Studies show that being outside has many benefits.  It has been shown to reduce stress.  Thus, reducing heart rate and blood pressure.  People that spend time out in nature report that they feel a better sense of well-being than those who don’t.

Besides having health benefits, if we don’t help children connect with nature, how will they help protect the natural resources we have left?

Your Fondest Childhood Memories

What are your best memories from childhood?  Close your eyes for a minute and think about this.  My fondest memories include digging in the dirt in my backyard then making mud soup and pies.  Some of these concoctions had handfuls of grass mixed in and were decorated with pebbles.  I also loved playing in the field across the street with friends, climbing on trees, picking berries, and searching for old, colorful bottles.  As I got older, we could venture out and ride our bikes to the town park a couple of miles away and feel the breeze in our hair as we flew down the hill.  My friends and I spent many hours inner-tubing down the local creek!

Without a mentor, most children today won’t have the same type of memories.

Exploring Nature with Children

If you have read our other posts, Our Walkabout Experience in the Blue Mountains: The Benefits of Nature, Encouraging a Sense of Wonder is Important, or some of our other posts, you know that we believe in spending time among nature.
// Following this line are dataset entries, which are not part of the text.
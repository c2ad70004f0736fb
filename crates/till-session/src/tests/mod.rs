mod snapshot;
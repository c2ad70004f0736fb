pub mod branch;
pub mod company;
pub mod logo_ref;
pub mod profile;
pub mod role;
pub mod role_set;
pub mod session;
pub mod user_meta;
use crate::error::{PlatformError, Result as PlatformResult};

use std::future::Future;
use std::time::Duration;

/// Race a network call against its per-call-type deadline.
///
/// An elapsed deadline is a `Timeout` failure, distinct from a transport
/// failure; callers treat both as transient.
pub async fn with_deadline<T, F>(
    operation: &'static str,
    deadline: Duration,
    fut: F,
) -> PlatformResult<T>
where
    F: Future<Output = PlatformResult<T>>,
{
    match tokio::time::timeout(deadline, fut).await {
        Ok(result) => result,
        Err(_) => Err(PlatformError::timeout(
            operation,
            deadline.as_millis() as u64,
        )),
    }
}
In fact, I was visiting Muir Woods when I found the book How to Raise a Wild Child the Art and Science of Falling in Love with Nature in the shop there.  In the rest of this post, I will share some of Scott Sampson’s tips for raising a wild child.

What is a Wild Child?

Like many parents and teachers, you might think a wild child is a child that runs around, acts crazy, and has no guidance.  However, Scott Sampson’s definition of a wild child is “a child sharing a deep connection with nature and people.”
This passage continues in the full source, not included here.